About this exercise: Transcribe the entries below without alteration.

Information shown:
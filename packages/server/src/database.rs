use std::time::Duration;

use sea_orm::{ConnectOptions, Database, DatabaseConnection, DbErr};

pub async fn init_db(db_url: &str) -> Result<DatabaseConnection, DbErr> {
    let mut opt = ConnectOptions::new(db_url.to_owned());

    // Set connection pool options
    opt.max_connections(20)
        .min_connections(1)
        .connect_timeout(Duration::from_secs(8))
        .acquire_timeout(Duration::from_secs(8))
        .idle_timeout(Duration::from_secs(60))
        .sqlx_logging(true);

    let db = Database::connect(opt).await?;
    sync_schema(&db).await?;

    Ok(db)
}

/// Create or migrate every table registered under `crate::entity`.
pub async fn sync_schema(db: &DatabaseConnection) -> Result<(), DbErr> {
    db.get_schema_registry("server::entity::*").sync(db).await
}
//! Aggregate queries behind the dashboard and profile pages.

use std::collections::HashMap;

use sea_orm::prelude::Expr;
use sea_orm::sea_query::Func;
use sea_orm::*;

use crate::entity::{class_info, course, score, student};
use crate::models::dashboard::{
    ClassDistribution, DashboardResponse, GradeAverages, RecentScore, RecentStudent,
};

/// How many recent students / scores the dashboard lists.
pub const RECENT_LIMIT: u64 = 5;

pub async fn dashboard<C: ConnectionTrait>(db: &C) -> Result<DashboardResponse, DbErr> {
    let total_students = student::Entity::find().count(db).await?;
    let total_classes = class_info::Entity::find().count(db).await?;
    let total_courses = course::Entity::find().count(db).await?;

    Ok(DashboardResponse {
        total_students,
        total_classes,
        total_courses,
        recent_students: recent_students(db, RECENT_LIMIT).await?,
        recent_scores: recent_scores(db, RECENT_LIMIT).await?,
        averages: grade_averages(db).await?,
        class_distribution: class_distribution(db).await?,
    })
}

/// Student count keyed by class ID. Classes without students are absent.
pub async fn student_counts_by_class<C: ConnectionTrait>(
    db: &C,
) -> Result<HashMap<String, u64>, DbErr> {
    let rows: Vec<(String, i64)> = student::Entity::find()
        .select_only()
        .column(student::Column::ClassId)
        .column_as(student::Column::Id.count(), "student_count")
        .group_by(student::Column::ClassId)
        .into_tuple()
        .all(db)
        .await?;

    Ok(rows
        .into_iter()
        .map(|(class_id, n)| (class_id, u64::try_from(n).unwrap_or(0)))
        .collect())
}

/// Every class with its student count, ordered by class name.
pub async fn class_distribution<C: ConnectionTrait>(
    db: &C,
) -> Result<Vec<ClassDistribution>, DbErr> {
    let counts = student_counts_by_class(db).await?;
    let classes = class_info::Entity::find()
        .order_by_asc(class_info::Column::Name)
        .all(db)
        .await?;

    Ok(classes
        .into_iter()
        .map(|c| ClassDistribution {
            student_count: counts.get(&c.id).copied().unwrap_or(0),
            class_id: c.id,
            class_name: c.name,
        })
        .collect())
}

pub async fn grade_averages<C: ConnectionTrait>(db: &C) -> Result<GradeAverages, DbErr> {
    let avg = |col: score::Column| Expr::expr(Func::avg(Expr::col(col)));

    let row: Option<(Option<f64>, Option<f64>, Option<f64>)> = score::Entity::find()
        .select_only()
        .column_as(avg(score::Column::RegularGrade), "avg_regular")
        .column_as(avg(score::Column::MidtermGrade), "avg_midterm")
        .column_as(avg(score::Column::FinalGrade), "avg_final")
        .into_tuple()
        .one(db)
        .await?;

    let (regular, midterm, final_exam) = row.unwrap_or_default();
    Ok(GradeAverages {
        regular: regular.map(common::grading::round2),
        midterm: midterm.map(common::grading::round2),
        final_exam: final_exam.map(common::grading::round2),
    })
}

pub async fn recent_students<C: ConnectionTrait>(
    db: &C,
    limit: u64,
) -> Result<Vec<RecentStudent>, DbErr> {
    let students = student::Entity::find()
        .order_by_desc(student::Column::CreatedAt)
        .order_by_desc(student::Column::Id)
        .limit(Some(limit))
        .all(db)
        .await?;

    let class_names = class_names(db, students.iter().map(|s| s.class_id.clone())).await?;

    Ok(students
        .into_iter()
        .map(|s| RecentStudent {
            class_name: class_names.get(&s.class_id).cloned().unwrap_or_default(),
            id: s.id,
            name: s.name,
            enrollment_date: s.enrollment_date,
            created_at: s.created_at,
        })
        .collect())
}

/// Most recently created or updated score records.
pub async fn recent_scores<C: ConnectionTrait>(
    db: &C,
    limit: u64,
) -> Result<Vec<RecentScore>, DbErr> {
    let scores = score::Entity::find()
        .order_by_desc(score::Column::UpdatedAt)
        .order_by_desc(score::Column::Id)
        .limit(Some(limit))
        .all(db)
        .await?;

    let names = RecordNames::load(db, &scores).await?;

    Ok(scores
        .into_iter()
        .map(|s| {
            let summary = s.summary();
            RecentScore {
                id: s.id,
                student_name: names.student(&s.student_id),
                course_name: names.course(&s.course_id),
                student_id: s.student_id,
                total: summary.total,
                grade_level: summary.grade_level,
                updated_at: s.updated_at,
            }
        })
        .collect())
}

/// Class names keyed by class ID for the given IDs.
pub async fn class_names<C: ConnectionTrait>(
    db: &C,
    ids: impl IntoIterator<Item = String>,
) -> Result<HashMap<String, String>, DbErr> {
    let ids: Vec<String> = ids.into_iter().collect();
    if ids.is_empty() {
        return Ok(HashMap::new());
    }
    let rows: Vec<(String, String)> = class_info::Entity::find()
        .select_only()
        .column(class_info::Column::Id)
        .column(class_info::Column::Name)
        .filter(class_info::Column::Id.is_in(ids))
        .into_tuple()
        .all(db)
        .await?;
    Ok(rows.into_iter().collect())
}

/// Student and course display names for a batch of score records.
pub struct RecordNames {
    students: HashMap<String, String>,
    courses: HashMap<String, String>,
}

impl RecordNames {
    pub async fn load<C: ConnectionTrait>(db: &C, scores: &[score::Model]) -> Result<Self, DbErr> {
        let student_ids: Vec<String> = scores.iter().map(|s| s.student_id.clone()).collect();
        let course_ids: Vec<String> = scores.iter().map(|s| s.course_id.clone()).collect();

        let students: Vec<(String, String)> = if student_ids.is_empty() {
            Vec::new()
        } else {
            student::Entity::find()
                .select_only()
                .column(student::Column::Id)
                .column(student::Column::Name)
                .filter(student::Column::Id.is_in(student_ids))
                .into_tuple()
                .all(db)
                .await?
        };
        let courses: Vec<(String, String)> = if course_ids.is_empty() {
            Vec::new()
        } else {
            course::Entity::find()
                .select_only()
                .column(course::Column::Id)
                .column(course::Column::Name)
                .filter(course::Column::Id.is_in(course_ids))
                .into_tuple()
                .all(db)
                .await?
        };

        Ok(Self {
            students: students.into_iter().collect(),
            courses: courses.into_iter().collect(),
        })
    }

    pub fn student(&self, id: &str) -> String {
        self.students.get(id).cloned().unwrap_or_default()
    }

    pub fn course(&self, id: &str) -> String {
        self.courses.get(id).cloned().unwrap_or_default()
    }
}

Result for this exercise:
filename packages/server/src/database.rs
use std::time::Duration;

use sea_orm::{ConnectOptions, Database, DatabaseConnection, DbErr};

pub async fn init_db(db_url: &str) -> Result<DatabaseConnection, DbErr> {
    let mut opt = ConnectOptions::new(db_url.to_owned());

    // Set connection pool options
    opt.max_connections(20)
        .min_connections(1)
        .connect_timeout(Duration::from_secs(8))
        .acquire_timeout(Duration::from_secs(8))
        .idle_timeout(Duration::from_secs(60))
        .sqlx_logging(true);

    let db = Database::connect(opt).await?;
    sync_schema(&db).await?;

    Ok(db)
}

/// Create or migrate every table registered under `crate::entity`.
pub async fn sync_schema(db: &DatabaseConnection) -> Result<(), DbErr> {
    db.get_schema_registry("server::entity::*").sync(db).await
}
//! Aggregate queries behind the dashboard and profile pages.

use std::collections::HashMap;

use sea_orm::prelude::Expr;
use sea_orm::sea_query::Func;
use sea_orm::*;

use crate::entity::{class_info, course, score, student};
use crate::models::dashboard::{
    ClassDistribution, DashboardResponse, GradeAverages, RecentScore, RecentStudent,
};

/// How many recent students / scores the dashboard lists.
pub const RECENT_LIMIT: u64 = 5;

pub async fn dashboard<C: ConnectionTrait>(db: &C) -> Result<DashboardResponse, DbErr> {
    let total_students = student::Entity::find().count(db).await?;
    let total_classes = class_info::Entity::find().count(db).await?;
    let total_courses = course::Entity::find().count(db).await?;

    Ok(DashboardResponse {
        total_students,
        total_classes,
        total_courses,
        recent_students: recent_students(db, RECENT_LIMIT).await?,
        recent_scores: recent_scores(db, RECENT_LIMIT).await?,
        averages: grade_averages(db).await?,
        class_distribution: class_distribution(db).await?,
    })
}

/// Student count keyed by class ID. Classes without students are absent.
pub async fn student_counts_by_class<C: ConnectionTrait>(
    db: &C,
) -> Result<HashMap<String, u64>, DbErr> {
    let rows: Vec<(String, i64)> = student::Entity::find()
        .select_only()
        .column(student::Column::ClassId)
        .column_as(student::Column::Id.count(), "student_count")
        .group_by(student::Column::ClassId)
        .into_tuple()
        .all(db)
        .await?;

    Ok(rows
        .into_iter()
        .map(|(class_id, n)| (class_id, u64::try_from(n).unwrap_or(0)))
        .collect())
}

/// Every class with its student count, ordered by class name.
pub async fn class_distribution<C: ConnectionTrait>(
    db: &C,
) -> Result<Vec<ClassDistribution>, DbErr> {
    let counts = student_counts_by_class(db).await?;
    let classes = class_info::Entity::find()
        .order_by_asc(class_info::Column::Name)
        .all(db)
        .await?;

    Ok(classes
        .into_iter()
        .map(|c| ClassDistribution {
            student_count: counts.get(&c.id).copied().unwrap_or(0),
            class_id: c.id,
            class_name: c.name,
        })
        .collect())
}

pub async fn grade_averages<C: ConnectionTrait>(db: &C) -> Result<GradeAverages, DbErr> {
    let avg = |col: score::Column| Expr::expr(Func::avg(Expr::col(col)));

    let row: Option<(Option<f64>, Option<f64>, Option<f64>)> = score::Entity::find()
        .select_only()
        .column_as(avg(score::Column::RegularGrade), "avg_regular")
        .column_as(avg(score::Column::MidtermGrade), "avg_midterm")
        .column_as(avg(score::Column::FinalGrade), "avg_final")
        .into_tuple()
        .one(db)
        .await?;

    let (regular, midterm, final_exam) = row.unwrap_or_default();
    Ok(GradeAverages {
        regular: regular.map(common::grading::round2),
        midterm: midterm.map(common::grading::round2),
        final_exam: final_exam.map(common::grading::round2),
    })
}

pub async fn recent_students<C: ConnectionTrait>(
    db: &C,
    limit: u64,
) -> Result<Vec<RecentStudent>, DbErr> {
    let students = student::Entity::find()
        .order_by_desc(student::Column::CreatedAt)
        .order_by_desc(student::Column::Id)
        .limit(Some(limit))
        .all(db)
        .await?;

    let class_names = class_names(db, students.iter().map(|s| s.class_id.clone())).await?;

    Ok(students
        .into_iter()
        .map(|s| RecentStudent {
            class_name: class_names.get(&s.class_id).cloned().unwrap_or_default(),
            id: s.id,
            name: s.name,
            enrollment_date: s.enrollment_date,
            created_at: s.created_at,
        })
        .collect())
}

/// Most recently created or updated score records.
pub async fn recent_scores<C: ConnectionTrait>(
    db: &C,
    limit: u64,
) -> Result<Vec<RecentScore>, DbErr> {
    let scores = score::Entity::find()
        .order_by_desc(score::Column::UpdatedAt)
        .order_by_desc(score::Column::Id)
        .limit(Some(limit))
        .all(db)
        .await?;

    let names = RecordNames::load(db, &scores).await?;

    Ok(scores
        .into_iter()
        .map(|s| {
            let summary = s.summary();
            RecentScore {
                id: s.id,
                student_name: names.student(&s.student_id),
                course_name: names.course(&s.course_id),
                student_id: s.student_id,
                total: summary.total,
                grade_level: summary.grade_level,
                updated_at: s.updated_at,
            }
        })
        .collect())
}

/// Class names keyed by class ID for the given IDs.
pub async fn class_names<C: ConnectionTrait>(
    db: &C,
    ids: impl IntoIterator<Item = String>,
) -> Result<HashMap<String, String>, DbErr> {
    let ids: Vec<String> = ids.into_iter().collect();
    if ids.is_empty() {
        return Ok(HashMap::new());
    }
    let rows: Vec<(String, String)> = class_info::Entity::find()
        .select_only()
        .column(class_info::Column::Id)
        .column(class_info::Column::Name)
        .filter(class_info::Column::Id.is_in(ids))
        .into_tuple()
        .all(db)
        .await?;
    Ok(rows.into_iter().collect())
}

/// Student and course display names for a batch of score records.
pub struct RecordNames {
    students: HashMap<String, String>,
    courses: HashMap<String, String>,
}

impl RecordNames {
    pub async fn load<C: ConnectionTrait>(db: &C, scores: &[score::Model]) -> Result<Self, DbErr> {
        let student_ids: Vec<String> = scores.iter().map(|s| s.student_id.clone()).collect();
        let course_ids: Vec<String> = scores.iter().map(|s| s.course_id.clone()).collect();

        let students: Vec<(String, String)> = if student_ids.is_empty() {
            Vec::new()
        } else {
            student::Entity::find()
                .select_only()
                .column(student::Column::Id)
                .column(student::Column::Name)
                .filter(student::Column::Id.is_in(student_ids))
                .into_tuple()
                .all(db)
                .await?
        };
        let courses: Vec<(String, String)> = if course_ids.is_empty() {
            Vec::new()
        } else {
            course::Entity::find()
                .select_only()
                .column(course::Column::Id)
                .column(course::Column::Name)
                .filter(course::Column::Id.is_in(course_ids))
                .into_tuple()
                .all(db)
                .await?
        };

        Ok(Self {
            students: students.into_iter().collect(),
            courses: courses.into_iter().collect(),
        })
    }

    pub fn student(&self, id: &str) -> String {
        self.students.get(id).cloned().unwrap_or_default()
    }

    pub fn course(&self, id: &str) -> String {
        self.courses.get(id).cloned().unwrap_or_default()
    }
}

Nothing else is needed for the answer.